Análise
Christian Alonso
Djibuti, o pequeno tabuleiro de xadrez
- Djibouti é um país que não possui recursos naturais, mas que possui uma qualidade geoestratégica única.
Desde os tempos coloniais, o continente africano destacou-se como motor do desenvolvimento dos países europeus através da exploração e pilhagem dos seus recursos naturais. Os maiores problemas que pairam atualmente sobre o continente são resultado das transformações políticas e sociais que a colonização deixou para trás. No entanto, apesar de a maioria dos países que compõem o chamado “continente negro” terem se tornado entidades independentes, a verdade é que a influência estrangeira continua a reconfigurar a estrutura política africana de acordo com os seus interesses.
A maior parte dos interesses estrangeiros despejados no continente africano está centrada na obtenção de recursos naturais utilizados para a inovação tecnológica e o desenvolvimento económico de países externos, no entanto, há um país que, sem um metro de terra arável, sem petróleo ou gás natural tornou-se Objeto de desejo de diferentes potências no cenário internacional, é o Djibuti.
A República do Djibuti está localizada no Chifre da África. Não possui recursos naturais exploráveis e a maior parte de suas terras é desértica, porém, possui uma qualidade que a torna inestimável, servindo de mirante de acesso ao Mar Vermelho e ligando as exportações entre o Ocidente e o continente asiático. Sua situação privilegiada o caracterizou como um país geoestratégico e importante para diversos países do mundo, que interferiram diretamente na formação política e dizimaram a soberania do Djibuti.

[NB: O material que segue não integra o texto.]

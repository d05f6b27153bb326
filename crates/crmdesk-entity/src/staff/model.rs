//! Staff user entity model.

use chrono::{DateTime, Utc};
use serde::{Deserialize, Serialize};
use sqlx::FromRow;

use crate::patch::{Patch, UniqueProbe};

use super::role::Role;

/// A staff member of the back office.
#[derive(Debug, Clone, Serialize, Deserialize, FromRow)]
pub struct StaffUser {
    /// Unique staff identifier.
    pub id: i64,
    /// Unique login name.
    pub username: String,
    /// Given name.
    pub first_name: String,
    /// Family name.
    pub last_name: String,
    /// Contact email (unique across staff).
    pub email: String,
    /// Argon2 password hash.
    #[serde(skip_serializing)]
    pub password_hash: String,
    /// Assigned role.
    pub role: Role,
    /// When the account was created.
    pub created_at: DateTime<Utc>,
    /// When the account was last updated.
    pub updated_at: DateTime<Utc>,
}

impl StaffUser {
    /// Human-readable display name.
    pub fn display_name(&self) -> String {
        format!("{} {}", self.first_name, self.last_name)
    }
}

/// Data required to create a new staff user.
#[derive(Debug, Clone, Serialize, Deserialize)]
pub struct CreateStaffUser {
    /// Desired username (unique).
    pub username: String,
    /// Given name.
    pub first_name: String,
    /// Family name.
    pub last_name: String,
    /// Contact email (unique).
    pub email: String,
    /// Pre-hashed password.
    pub password_hash: String,
    /// Assigned role.
    pub role: Role,
}

/// Sparse update against a staff user. `None` leaves the field unchanged.
#[derive(Debug, Clone, Default, Serialize, Deserialize)]
pub struct StaffPatch {
    /// New username.
    pub username: Option<String>,
    /// New given name.
    pub first_name: Option<String>,
    /// New family name.
    pub last_name: Option<String>,
    /// New contact email.
    pub email: Option<String>,
    /// New role assignment.
    pub role: Option<Role>,
}

impl Patch for StaffPatch {
    type Entity = StaffUser;

    fn fields(&self) -> Vec<&'static str> {
        let mut fields = Vec::new();
        if self.username.is_some() {
            fields.push("username");
        }
        if self.first_name.is_some() {
            fields.push("first_name");
        }
        if self.last_name.is_some() {
            fields.push("last_name");
        }
        if self.email.is_some() {
            fields.push("email");
        }
        if self.role.is_some() {
            fields.push("role");
        }
        fields
    }

    fn unique_changes(&self, current: &StaffUser) -> Vec<UniqueProbe> {
        let mut probes = Vec::new();
        if let Some(username) = &self.username {
            if !username.eq_ignore_ascii_case(&current.username) {
                probes.push(UniqueProbe {
                    field: "username",
                    value: username.clone(),
                });
            }
        }
        if let Some(email) = &self.email {
            if !email.eq_ignore_ascii_case(&current.email) {
                probes.push(UniqueProbe {
                    field: "email",
                    value: email.clone(),
                });
            }
        }
        probes
    }

    fn apply_to(&self, entity: &mut StaffUser) {
        if let Some(username) = &self.username {
            entity.username = username.clone();
        }
        if let Some(first_name) = &self.first_name {
            entity.first_name = first_name.clone();
        }
        if let Some(last_name) = &self.last_name {
            entity.last_name = last_name.clone();
        }
        if let Some(email) = &self.email {
            entity.email = email.clone();
        }
        if let Some(role) = self.role {
            entity.role = role;
        }
    }
}
//! Contract workflows.

use std::sync::Arc;

use chrono::Utc;
use tracing::info;

use crmdesk_auth::rbac::{FieldPolicy, require_role};
use crmdesk_auth::scope::require_may_act;
use crmdesk_core::error::AppError;
use crmdesk_core::result::AppResult;
use crmdesk_database::UnitOfWork;
use crmdesk_database::repositories::contract::ContractFilter;
use crmdesk_database::repositories::{ClientRepository, ContractRepository};
use crmdesk_entity::contract::{Contract, ContractPatch, CreateContract};
use crmdesk_entity::kind::EntityKind;
use crmdesk_entity::patch::Patch;
use crmdesk_entity::staff::Role;

use crate::client::require_sales_owner;
use crate::context::RequestContext;
use crate::merge;

/// Request to create a new contract.
#[derive(Debug, Clone, serde::Serialize, serde::Deserialize)]
pub struct CreateContractRequest {
    /// The client this contract belongs to.
    pub client_id: i64,
    /// The responsible sales staff user. Required from management; a sales
    /// principal always becomes the owner itself and must leave this unset.
    pub owner_id: Option<i64>,
    /// Total contract amount.
    pub total_amount: f64,
    /// Amount still due.
    pub amount_due: f64,
    /// Whether the contract is signed at creation.
    pub is_signed: bool,
}

/// Handles contract creation and updates.
#[derive(Debug, Clone)]
pub struct ContractService {
    /// Field policy table.
    policy: Arc<FieldPolicy>,
}

impl ContractService {
    /// Creates a new contract service.
    pub fn new(policy: Arc<FieldPolicy>) -> Self {
        Self { policy }
    }

    /// Creates a contract for an existing client.
    pub async fn create(
        &self,
        uow: &mut UnitOfWork,
        ctx: &RequestContext,
        req: CreateContractRequest,
    ) -> AppResult<Contract> {
        require_role(&ctx.principal, &[Role::Management, Role::Sales])?;

        ClientRepository::find_by_id(uow.conn(), req.client_id)
            .await?
            .ok_or_else(|| AppError::not_found(format!("Client {} not found", req.client_id)))?;

        let owner_id = match ctx.role() {
            Role::Sales => match req.owner_id {
                Some(other) if other != ctx.staff_id() => {
                    return Err(AppError::forbidden(
                        "Ownership gate: a sales principal cannot assign contract ownership to \
                         another staff user",
                    ));
                }
                _ => ctx.staff_id(),
            },
            _ => req.owner_id.ok_or_else(|| {
                AppError::validation("An owner (sales staff user) is required")
            })?,
        };
        require_sales_owner(uow, owner_id).await?;

        let contract = ContractRepository::insert(
            uow.conn(),
            &CreateContract {
                client_id: req.client_id,
                owner_id,
                total_amount: req.total_amount,
                amount_due: req.amount_due,
                is_signed: req.is_signed,
            },
        )
        .await?;

        if contract.is_signed {
            info!(
                contract_id = contract.id,
                client_id = contract.client_id,
                owner_id = contract.owner_id,
                "Contract signed at creation"
            );
        }
        info!(contract_id = contract.id, client_id = contract.client_id, "Contract created");
        Ok(contract)
    }

    /// Applies a sparse patch to a contract.
    pub async fn update(
        &self,
        uow: &mut UnitOfWork,
        ctx: &RequestContext,
        id: i64,
        patch: ContractPatch,
    ) -> AppResult<Contract> {
        require_role(&ctx.principal, &[Role::Management, Role::Sales])?;

        let mut contract = ContractRepository::find_by_id(uow.conn(), id)
            .await?
            .ok_or_else(|| AppError::not_found(format!("Contract {id} not found")))?;

        require_may_act(&ctx.principal, &contract)?;
        self.policy
            .check(EntityKind::Contract, ctx.role(), &patch.fields())?;

        if let Some(new_owner) = patch.owner_id {
            require_sales_owner(uow, new_owner).await?;
        }

        let was_signed = contract.is_signed;
        merge::apply_patch(uow, EntityKind::Contract, id, &mut contract, &patch).await?;
        contract.updated_at = Utc::now();
        ContractRepository::update(uow.conn(), &contract).await?;

        if !was_signed && contract.is_signed {
            info!(
                contract_id = id,
                client_id = contract.client_id,
                signed_by = ctx.staff_id(),
                "Contract signed"
            );
        }
        info!(contract_id = id, updated_by = ctx.staff_id(), "Contract updated");
        Ok(contract)
    }

    /// Lists contracts with optional filters.
    pub async fn list(
        &self,
        uow: &mut UnitOfWork,
        ctx: &RequestContext,
        unsigned_only: bool,
        unpaid_only: bool,
        mine_only: bool,
    ) -> AppResult<Vec<Contract>> {
        let filter = ContractFilter {
            unsigned_only,
            unpaid_only,
            owner_id: mine_only.then(|| ctx.staff_id()),
        };
        ContractRepository::find_all(uow.conn(), filter).await
    }
}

Este artigo tem como objetivo analisar a importância estratégica que Djibuti tem para diferentes países. Através da revisão de autores como Brzezinski e Cohen, será feita uma análise exaustiva sobre a referida categorização. Por fim, será abordado um panorama sobre a importância que o país africano terá na reconfiguração da economia mundial e como será utilizado como pivô para a expansão dos interesses estrangeiros.
Djibuti e seus arredores.
A República do Djibuti (doravante denominada Djibuti) é um país localizado no Chifre da África. Possui uma extensão territorial de 23.200 km2 e caracteriza-se por ser o segundo menor país da África, ficando atrás apenas da Suazilândia (Montoya, 2015). Tem fronteiras terrestres com a Etiópia a oeste, a Eritreia a norte e a Somália a sul. No entanto, apenas 28,5 km a leste está a península arábica, especialmente o Iêmen.
Figura 1. O Chifre da África
O chifre da África.
O solo, em sua maior parte, é desértico, fazendo com que a agricultura seja quase inexistente. Não possui recursos naturais significativos, portanto, a maior parte de sua economia baseia-se em servir como ponto de entrada e saída para mercadorias exportadas e importadas da Etiópia. Segundo relatórios do Banco Mundial (2015) Djibouti tem uma população de 750.000 habitantes, onde mais de um terço se encontra em situação de analfabetismo e pobreza.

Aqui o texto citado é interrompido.